Stored data entries
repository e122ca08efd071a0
mod recipe;
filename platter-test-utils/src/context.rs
//! Test context structure and utilities.
//!
//! The `TestContext` returned by `TestBuilder` holds an in-memory SQLite
//! database and a memory-backed session for exercising services and session
//! identity without a running server.

use std::sync::Arc;

use sea_orm::{
    sea_query::{IndexCreateStatement, TableCreateStatement},
    ConnectionTrait, Database, DatabaseConnection,
};
use tower_sessions::{MemoryStore, Session};

use crate::error::TestError;

/// Test context created by [`TestBuilder::build`](crate::TestBuilder::build).
///
/// Provides access to:
/// - an in-memory SQLite database with the requested tables created
/// - a session backed by a memory store
/// - fixture helpers via `users()`, `catalog()`, and `recipes()`
pub struct TestContext {
    /// Database connection to in-memory SQLite database
    pub db: DatabaseConnection,
    /// Session for test identity flows
    pub session: Session,
}

impl TestContext {
    /// Convert the test database into any state type constructed from it.
    ///
    /// Allows conversion to the application's `AppState` without a circular
    /// dependency between the test-utils crate and the main platter crate.
    pub fn to_app_state<T>(&self) -> T
    where
        T: From<DatabaseConnection>,
    {
        T::from(self.db.clone())
    }

    pub(crate) async fn new() -> Result<Self, TestError> {
        let store = Arc::new(MemoryStore::default());
        let session = Session::new(None, store, None);

        let db = Database::connect("sqlite::memory:").await?;

        Ok(TestContext { db, session })
    }

    /// Create database tables from schema statements.
    pub(crate) async fn with_tables(
        &self,
        stmts: Vec<TableCreateStatement>,
    ) -> Result<(), TestError> {
        for stmt in stmts {
            self.db.execute(&stmt).await?;
        }

        Ok(())
    }

    /// Create indexes from schema statements.
    ///
    /// Used for constraints the entity derive cannot express, such as the
    /// composite unique index on ingredient (name, measurement_unit), so the
    /// test schema matches the migrated one.
    pub(crate) async fn with_indexes(
        &self,
        stmts: Vec<IndexCreateStatement>,
    ) -> Result<(), TestError> {
        for stmt in stmts {
            self.db.execute(&stmt).await?;
        }

        Ok(())
    }
}
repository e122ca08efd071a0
use sea_orm::entity::prelude::*;

/// Join row carrying the `amount` attribute; the composite primary key is the
/// (recipe, ingredient) uniqueness constraint.
#[derive(Clone, Debug, PartialEq, Eq, DeriveEntityModel)]
#[sea_orm(table_name = "recipe_ingredient")]
pub struct Model {
    #[sea_orm(primary_key, auto_increment = false)]
    pub recipe_id: i32,
    #[sea_orm(primary_key, auto_increment = false)]
    pub ingredient_id: i32,
    pub amount: i32,
}

#[derive(Copy, Clone, Debug, EnumIter, DeriveRelation)]
pub enum Relation {
    #[sea_orm(
        belongs_to = "super::recipe::Entity",
        from = "Column::RecipeId",
        to = "super::recipe::Column::Id",
        on_delete = "Cascade"
    )]
    Recipe,
    #[sea_orm(
        belongs_to = "super::ingredient::Entity",
        from = "Column::IngredientId",
        to = "super::ingredient::Column::Id",
        on_delete = "Cascade"
    )]
    Ingredient,
}

impl Related<super::recipe::Entity> for Entity {
    fn to() -> RelationDef {
        Relation::Recipe.def()
    }
}

impl Related<super::ingredient::Entity> for Entity {
    fn to() -> RelationDef {
        Relation::Ingredient.def()
    }
}

impl ActiveModelBehavior for ActiveModel {}
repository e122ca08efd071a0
use serde::{Deserialize, Serialize};

/// The response when an error occurs with an API request
#[derive(Serialize, Deserialize, utoipa::ToSchema)]
pub struct ErrorDto {
    /// The error message
    pub error: String,
}
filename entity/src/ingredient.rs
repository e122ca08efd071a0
use sea_orm::entity::prelude::*;

/// Unit of purchase for recipes; (name, measurement_unit) is unique at the
/// store level via a composite index created in the migrations.
#[derive(Clone, Debug, PartialEq, Eq, DeriveEntityModel)]
#[sea_orm(table_name = "ingredient")]
pub struct Model {
    #[sea_orm(primary_key)]
    pub id: i32,
    pub name: String,
    pub measurement_unit: String,
}

#[derive(Copy, Clone, Debug, EnumIter, DeriveRelation)]
pub enum Relation {
    #[sea_orm(has_many = "super::recipe_ingredient::Entity")]
    RecipeIngredient,
}

impl Related<super::recipe_ingredient::Entity> for Entity {
    fn to() -> RelationDef {
        Relation::RecipeIngredient.def()
    }
}

impl ActiveModelBehavior for ActiveModel {}
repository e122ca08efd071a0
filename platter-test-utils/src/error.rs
use thiserror::Error;

#[derive(Error, Debug)]
pub enum TestError {
    #[error(transparent)]
    DbErr(#[from] sea_orm::DbErr),
    #[error(transparent)]
    SessionError(#[from] tower_sessions::session::Error),
    /// Carries application errors surfaced through `?` in test bodies
    #[error("{0}")]
    Custom(String),
}
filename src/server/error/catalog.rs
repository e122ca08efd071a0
use axum::{
    http::StatusCode,
    response::{IntoResponse, Response},
    Json,
};
use thiserror::Error;

use crate::model::api::ErrorDto;

/// Errors for ingredient and tag catalog operations.
#[derive(Error, Debug, PartialEq, Eq)]
pub enum CatalogError {
    #[error("Ingredient ID {0:?} not found")]
    IngredientNotFound(i32),
    #[error("Tag ID {0:?} not found")]
    TagNotFound(i32),
    #[error("A tag named {0:?} or with that slug already exists")]
    DuplicateTag(String),
    #[error("Color {0:?} is not a valid hex color such as #E26C2D")]
    InvalidColor(String),
}

impl IntoResponse for CatalogError {
    fn into_response(self) -> Response {
        tracing::debug!("{}", self);

        let status = match self {
            Self::IngredientNotFound(_) | Self::TagNotFound(_) => StatusCode::NOT_FOUND,
            Self::DuplicateTag(_) => StatusCode::CONFLICT,
            Self::InvalidColor(_) => StatusCode::BAD_REQUEST,
        };

        (
            status,
            Json(ErrorDto {
                error: self.to_string(),
            }),
        )
            .into_response()
    }
}
use sea_orm::{ActiveValue, EntityTrait};

use crate::{error::TestError, TestContext};

impl TestContext {
    pub fn catalog(&self) -> CatalogFixtures<'_> {
        CatalogFixtures { setup: self }
    }
}

pub struct CatalogFixtures<'a> {
    setup: &'a TestContext,
}

impl CatalogFixtures<'_> {
    pub async fn insert_ingredient(
        &self,
        name: &str,
        measurement_unit: &str,
    ) -> Result<entity::ingredient::Model, TestError> {
        Ok(
            entity::prelude::Ingredient::insert(entity::ingredient::ActiveModel {
                name: ActiveValue::Set(name.to_string()),
                measurement_unit: ActiveValue::Set(measurement_unit.to_string()),
                ..Default::default()
            })
            .exec_with_returning(&self.setup.db)
            .await?,
        )
    }

    pub async fn insert_tag(
        &self,
        name: &str,
        color: &str,
        slug: &str,
    ) -> Result<entity::tag::Model, TestError> {
        Ok(entity::prelude::Tag::insert(entity::tag::ActiveModel {
            name: ActiveValue::Set(name.to_string()),
            color: ActiveValue::Set(color.to_string()),
            slug: ActiveValue::Set(slug.to_string()),
            ..Default::default()
        })
        .exec_with_returning(&self.setup.db)
        .await?)
    }
}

(EXERCISE DIRECTIONS): Using the data above, copy each line that contains "utils".

(RESPONSE FOR THIS EXERCISE):
filename platter-test-utils/src/context.rs
    /// dependency between the test-utils crate and the main platter crate.
filename platter-test-utils/src/error.rs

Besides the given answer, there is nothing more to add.